Ability to Incur Debt
The venture capital fund is limited by the VC Investor Exemption on how much debt it can incur or debts it can guarantee. The fund cannot incur debt that exceeds 15% of the total capital pledged to the fund by the investors. Also, any debt cannot exceed a 120-day repayment period and cannot be renewable.
Investor Redemption Rights
Investors in the venture capital fund receive an ownership interest in the fund in exchange for their capital investment. This interest received is generally considered a security for regulation purposes. The venture capital exemption requires that the equity issued to investors have no right of redemption except in “extraordinary circumstances”. That is, the investors in the fund cannot demand repayment or be cashed out from the investment fund prior to the fund dissolution. The investors can, however, receive pro rata distributions from the fund. One scenario that could cause issues are when an investor sells her interest to another investor. Generally, as long as there is an applicable exemption to transfer of securities under the SEC registration exemptions, a transfer of one’s interest in the VC fund is permitted. The company should seek a legal opinion before allowing the investor to sell her interest.

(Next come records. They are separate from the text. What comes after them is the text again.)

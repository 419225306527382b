//! Resolving `/dev/bus/usb` style paths to the bus they live on.
//!
//! The attach protocol is keyed on (bus, port); the port comes from the
//! caller, the bus is extracted from the device file path here. The
//! device number in the path only names the open-able file and carries no
//! meaning for the controller's port table.

use std::{
    fs::canonicalize,
    io,
    path::{Path, PathBuf},
};

use thiserror::Error;

/// Resolve a path of (or a symlink to) a USB device file to its bus
/// number plus the canonical path to open.
pub fn resolve_path<P: AsRef<Path>>(path: P) -> Result<(u8, PathBuf), ResolveError> {
    let canonical_path = canonicalize(path)?;
    let components = canonical_path.iter().collect::<Vec<_>>();
    if components.len() != 6
        || components[0] != "/"
        || components[1] != "dev"
        || components[2] != "bus"
        || components[3] != "usb"
        || components[5]
            .to_str()
            .is_none_or(|dev| dev.parse::<u8>().is_err())
    {
        return Err(ResolveError::UnexpectedPath(canonical_path));
    }

    match components[4].to_str().and_then(|bus| bus.parse::<u8>().ok()) {
        Some(bus) => Ok((bus, canonical_path)),
        None => Err(ResolveError::UnexpectedPath(canonical_path)),
    }
}

#[derive(Error, Debug)]
pub enum ResolveError {
    #[error(transparent)]
    IoError(#[from] io::Error),
    #[error("Expected a path of (or symlink to) a USB device file (/dev/bus/usb/xxx/yyy), but received (symlink to) path {0}")]
    UnexpectedPath(PathBuf),
}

Non-Registration under the Investor Company Act
Lastly, the venture capital fund cannot be previously registered under the Company Act. Also, it cannot be a business development company, which is a publicly-traded private equity company used to provide funds to troubled businesses. This is not an important distinction, as all venture capital funds are “private companies” that seek exclusion from securities registration under the Securities Act of 1933. Statutory exemptions under section 3(c)(1) and 3(a)(7) effectively exempt the VC fund from registration under the Company Act.